Game Days — Running Chaos Drills with Your Team

Q: Who should participate in game days?

All engineers who might be involved in Incident Response : developers, SREs, DevOps engineers, and database administrators.

DodaTech Updated 2026-06-21 5 min read

In this tutorial, you'll learn about Game Days. We cover key concepts, practical examples, and best practices to help you understand and apply this topic effectively.

A game day is a scheduled, structured Chaos Engineering drill where your team simulates a real incident to practice response procedures, test runbooks, and build confidence. Unlike automated chaos experiments, game days focus on the human and process aspects of reliability.

What You Will Learn

This tutorial teaches you how to plan, execute, and retrospect game days that improve your teams Incident Response capabilities.

Why It Matters

When a real outage hits there is no time to read the runbook for the first time. Game days build muscle memory. They reveal gaps in monitoring, communication channels, and escalation paths before a real incident occurs.

Real-World Use

DodaTech runs a quarterly game day where one team member plays the role of Chaos Monkey and injects faults while the on-call team responds. Each game day has rotated incident commander duties so every engineer gets experience leading a response.

Prerequisites

Before starting you should understand:

Basic Chaos Engineering concepts and experiment design
Incident Response fundamentals (alerting, escalation, communication)
How your team currently handles on-call rotations
Familiarity with Kubernetes debugging commands

Step 1: Define Game Day Objectives

Every game day needs specific learning goals. Avoid generic goals like "practice Incident Response." Instead set measurable objectives.

# game-day-objectives.yaml
objectives:
  - "Test the database failover runbook within 10 minutes"
  - "Verify that the on-call engineer escalates correctly when incident severity is P1"
  - "Confirm that slack alerts reach the correct channel within 2 minutes of fault injection"
  - "Identify any gaps in the deployment rollback procedure"

Step 2: Prepare the Scenario

Write a realistic scenario that matches the objectives.
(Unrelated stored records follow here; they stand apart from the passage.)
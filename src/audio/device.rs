use std::io::{BufRead, Write};

use log::{info, warn};

use crate::error::ScopeError;

/// Snapshot of one entry in the audio subsystem's device table.
#[derive(Debug, Clone, PartialEq, Eq)]
pub struct Device {
    pub index: usize,
    pub name: String,
    pub input_channels: u16,
}

/// Sample callback handed to the backend: interleaved samples plus the
/// channel count of the stream.
pub type InputCallback = Box<dyn FnMut(&[f32], usize) + Send + 'static>;

/// Receives errors the backend reports while the stream is running.
pub type ErrorCallback = Box<dyn FnMut(String) + Send + 'static>;

/// The part of an audio backend the scope consumes.
pub trait AudioHost {
    type Stream: ActiveStream;

    /// Every device the backend knows about, input-capable or not.
    fn devices(&self) -> Result<Vec<Device>, ScopeError>;

    fn default_sample_rate(&self, device: &Device) -> Result<u32, ScopeError>;

    /// Open an input stream delivering `block_size` frames per callback,
    /// mono when the device allows it.
    fn open_input(
        &self,
        device: &Device,
        sample_rate: u32,
        block_size: usize,
        callback: InputCallback,
        on_error: ErrorCallback,
    ) -> Result<Self::Stream, ScopeError>;
}

/// A running backend stream. Dropping it must release the device.
pub trait ActiveStream {
    fn stop(&mut self);
}

#[derive(Debug, Clone, Copy, PartialEq, Eq)]
pub enum SelectionMode {
    /// Prompt on stdin until a valid index is entered.
    Interactive,
    /// Reject a missing or stale saved index instead of prompting.
    FailFast,
}

/// Input-capable devices, in the backend's table order.
#[derive(Debug, Clone)]
pub struct DeviceCatalog {
    devices: Vec<Device>,
}

impl DeviceCatalog {
    pub fn list_input_devices<H: AudioHost>(host: &H) -> Result<Self, ScopeError> {
        let all = host.devices().unwrap_or_else(|e| {
            warn!("Device enumeration failed: {}", e);
            Vec::new()
        });
        Self::from_devices(all)
    }

    pub fn from_devices(all: Vec<Device>) -> Result<Self, ScopeError> {
        let devices: Vec<Device> = all.into_iter().filter(|d| d.input_channels > 0).collect();
        if devices.is_empty() {
            return Err(ScopeError::NoDevice);
        }
        Ok(Self { devices })
    }

    pub fn devices(&self) -> &[Device] {
        &self.devices
    }

    pub fn find(&self, index: usize) -> Option<&Device> {
        self.devices.iter().find(|d| d.index == index)
    }

    /// Use the saved device if it is still eligible, otherwise ask for one.
    pub fn resolve_device<R: BufRead, W: Write>(
        &self,
        saved_index: Option<usize>,
        mode: SelectionMode,
        input: &mut R,
        out: &mut W,
    ) -> Result<Device, ScopeError> {
        if let Some(device) = saved_index.and_then(|i| self.find(i)) {
            info!("Using saved microphone: {} ({})", device.index, device.name);
            return Ok(device.clone());
        }

        if mode == SelectionMode::FailFast {
            return Err(ScopeError::InvalidSelection(match saved_index {
                Some(i) => format!("saved device {} is not an eligible input", i),
                None => "no saved device and prompting is disabled".to_string(),
            }));
        }

        self.prompt(input, out)
    }

    fn prompt<R: BufRead, W: Write>(&self, input: &mut R, out: &mut W) -> Result<Device, ScopeError> {
        let default_index = self.devices[0].index;

        writeln!(out, "\nAvailable microphones:").map_err(ScopeError::Prompt)?;
        for device in &self.devices {
            writeln!(out, "  {}: {}", device.index, device.name).map_err(ScopeError::Prompt)?;
        }

        let mut line = String::new();
        loop {
            write!(out, "\nSelect microphone index (default {}): ", default_index)
                .map_err(ScopeError::Prompt)?;
            out.flush().map_err(ScopeError::Prompt)?;

            line.clear();
            if input.read_line(&mut line).map_err(ScopeError::Prompt)? == 0 {
                return Err(ScopeError::InvalidSelection(
                    "input closed before a device was chosen".to_string(),
                ));
            }

            let answer = line.trim();
            let selected = if answer.is_empty() {
                default_index
            } else {
                match answer.parse::<usize>() {
                    Ok(i) => i,
                    Err(_) => {
                        writeln!(out, "Invalid input. Try again.").map_err(ScopeError::Prompt)?;
                        continue;
                    }
                }
            };

            match self.find(selected) {
                Some(device) => return Ok(device.clone()),
                None => {
                    writeln!(out, "{} is not an available microphone. Try again.", selected)
                        .map_err(ScopeError::Prompt)?;
                }
            }
        }
    }
}

/// The device's default rate, or `fallback` when the query fails.
pub fn sample_rate<H: AudioHost>(host: &H, device: &Device, fallback: u32) -> u32 {
    match host.default_sample_rate(device) {
        Ok(rate) if rate > 0 => rate,
        Ok(_) => {
            warn!("Device {} reported a zero sample rate, using {} Hz", device.index, fallback);
            fallback
        }
        Err(e) => {
            warn!("Error getting device info: {}; using {} Hz", e, fallback);
            fallback
        }
    }
}

#[cfg(test)]
mod tests {
    use super::*;
    use crate::audio::fake::FakeHost;
    use std::io::Cursor;

    fn device(index: usize, name: &str, input_channels: u16) -> Device {
        Device {
            index,
            name: name.to_string(),
            input_channels,
        }
    }

    fn catalog() -> DeviceCatalog {
        DeviceCatalog::from_devices(vec![
            device(0, "HDMI Output", 0),
            device(1, "Built-in Mic", 1),
            device(2, "Speakers", 0),
            device(3, "USB Interface", 2),
        ])
        .unwrap()
    }

    fn resolve(saved: Option<usize>, typed: &str) -> (Result<Device, ScopeError>, String) {
        let mut input = Cursor::new(typed.as_bytes().to_vec());
        let mut out = Vec::new();
        let result = catalog().resolve_device(saved, SelectionMode::Interactive, &mut input, &mut out);
        (result, String::from_utf8(out).unwrap())
    }

    #[test]
    fn filters_output_only_devices() {
        let indices: Vec<usize> = catalog().devices().iter().map(|d| d.index).collect();
        assert_eq!(indices, vec![1, 3]);
    }

    #[test]
    fn no_input_devices_is_fatal() {
        let result = DeviceCatalog::from_devices(vec![device(0, "Speakers", 0)]);
        assert!(matches!(result, Err(ScopeError::NoDevice)));
    }

    #[test]
    fn saved_eligible_index_skips_prompt() {
        let (result, printed) = resolve(Some(3), "");
        assert_eq!(result.unwrap().name, "USB Interface");
        assert!(printed.is_empty());
    }

    #[test]
    fn saved_ineligible_index_prompts() {
        let (result, printed) = resolve(Some(2), "1\n");
        assert_eq!(result.unwrap().index, 1);
        assert!(printed.contains("Available microphones"));
    }

    #[test]
    fn empty_answer_takes_first_eligible() {
        let (result, printed) = resolve(None, "\n");
        assert_eq!(result.unwrap().index, 1);
        assert!(printed.contains("(default 1)"));
    }

    #[test]
    fn rejects_until_valid() {
        let (result, printed) = resolve(None, "abc\n0\n2\n3\n");
        assert_eq!(result.unwrap().index, 3);
        assert_eq!(printed.matches("Select microphone index").count(), 4);
        assert!(printed.contains("Invalid input. Try again."));
        assert!(printed.contains("0 is not an available microphone"));
    }

    #[test]
    fn closed_input_is_invalid_selection() {
        let (result, _) = resolve(None, "7\n");
        assert!(matches!(result, Err(ScopeError::InvalidSelection(_))));
    }

    #[test]
    fn fail_fast_does_not_prompt() {
        let mut input = Cursor::new(b"1\n".to_vec());
        let mut out = Vec::new();
        let result = catalog().resolve_device(Some(9), SelectionMode::FailFast, &mut input, &mut out);
        assert!(matches!(result, Err(ScopeError::InvalidSelection(_))));
        assert!(out.is_empty());
    }

    struct BrokenPipe;

    impl Write for BrokenPipe {
        fn write(&mut self, _: &[u8]) -> std::io::Result<usize> {
            Err(std::io::Error::new(std::io::ErrorKind::BrokenPipe, "stdout closed"))
        }

        fn flush(&mut self) -> std::io::Result<()> {
            Ok(())
        }
    }

    #[test]
    fn prompt_output_failure_is_a_prompt_error() {
        let mut input = Cursor::new(b"1\n".to_vec());
        let result =
            catalog().resolve_device(None, SelectionMode::Interactive, &mut input, &mut BrokenPipe);
        match result {
            Err(e @ ScopeError::Prompt(_)) => {
                assert!(e.to_string().starts_with("device prompt failed"))
            }
            other => panic!("unexpected {:?}", other),
        }
    }

    #[test]
    fn unreadable_input_is_a_prompt_error() {
        let mut input = std::io::BufReader::new(&[0xff, 0xfe, b'\n'][..]);
        let mut out = Vec::new();
        let result = catalog().resolve_device(None, SelectionMode::Interactive, &mut input, &mut out);
        assert!(matches!(result, Err(ScopeError::Prompt(_))));
    }

    #[test]
    fn lists_inputs_from_host() {
        let host = FakeHost::with_feed(Vec::new());
        let catalog = DeviceCatalog::list_input_devices(&host).unwrap();
        assert_eq!(catalog.devices(), &[host.input_device()]);
    }

    #[test]
    fn sample_rate_falls_back_when_query_fails() {
        let host = FakeHost::with_feed(Vec::new());
        assert_eq!(sample_rate(&host, &host.input_device(), 44_100), 48_000);

        let host = FakeHost::with_feed(Vec::new()).without_rate();
        assert_eq!(sample_rate(&host, &host.input_device(), 44_100), 44_100);
    }
}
Include the injection plan, expected system behavior, and notes for the facilitator.

# scenario-db-failover.yaml
scenario:
  title: "Primary Database Unreachable"
  description: "The primary PostgreSQL instance becomes unresponsive due to a network partition"
  injection:
    - fault: network-partition
      target: postgres-primary
      duration: 15m
      intensity: complete packet loss
  expected_response:
    - "On-call receives alert within 2 minutes"
    - "Read replica promoted to primary within 10 minutes"
    - "Application switches to read-only mode gracefully"
  facilitator_notes:
    - "Do not tell the team which fault will be injected"
    - "If the team fails to promote the replica within 15 minutes call a timeout"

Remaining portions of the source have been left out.